▶ **WHAT THIS TASK INVOLVES**: Transcribe every entry precisely, omitting nothing.
[PROVIDED INFORMATION — start]
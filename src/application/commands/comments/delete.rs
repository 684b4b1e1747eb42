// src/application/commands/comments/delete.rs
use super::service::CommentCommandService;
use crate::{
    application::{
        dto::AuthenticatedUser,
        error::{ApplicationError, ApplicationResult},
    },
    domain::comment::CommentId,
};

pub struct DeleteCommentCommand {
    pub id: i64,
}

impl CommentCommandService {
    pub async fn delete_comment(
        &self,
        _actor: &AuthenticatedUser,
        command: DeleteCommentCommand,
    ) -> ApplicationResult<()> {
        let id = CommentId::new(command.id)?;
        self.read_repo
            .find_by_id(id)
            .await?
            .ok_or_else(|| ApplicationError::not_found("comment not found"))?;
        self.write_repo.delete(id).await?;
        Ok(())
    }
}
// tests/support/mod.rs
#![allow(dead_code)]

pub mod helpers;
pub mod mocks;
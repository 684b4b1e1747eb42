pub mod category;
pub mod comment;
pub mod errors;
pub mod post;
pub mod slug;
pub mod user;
[PROVIDED INFORMATION — finish]
▶ **SOLUTION TO THIS TASK**:
filename src/application/commands/comments/delete.rs
repository 684b4b1e1747eb42
// src/application/commands/comments/delete.rs
use super::service::CommentCommandService;
use crate::{
    application::{
        dto::AuthenticatedUser,
        error::{ApplicationError, ApplicationResult},
    },
    domain::comment::CommentId,
};

pub struct DeleteCommentCommand {
    pub id: i64,
}

impl CommentCommandService {
    pub async fn delete_comment(
        &self,
        _actor: &AuthenticatedUser,
        command: DeleteCommentCommand,
    ) -> ApplicationResult<()> {
        let id = CommentId::new(command.id)?;
        self.read_repo
            .find_by_id(id)
            .await?
            .ok_or_else(|| ApplicationError::not_found("comment not found"))?;
        self.write_repo.delete(id).await?;
        Ok(())
    }
}
// tests/support/mod.rs
#![allow(dead_code)]

pub mod helpers;
pub mod mocks;
repository 684b4b1e1747eb42
pub mod category;
pub mod comment;
pub mod errors;
pub mod post;
pub mod slug;
pub mod user;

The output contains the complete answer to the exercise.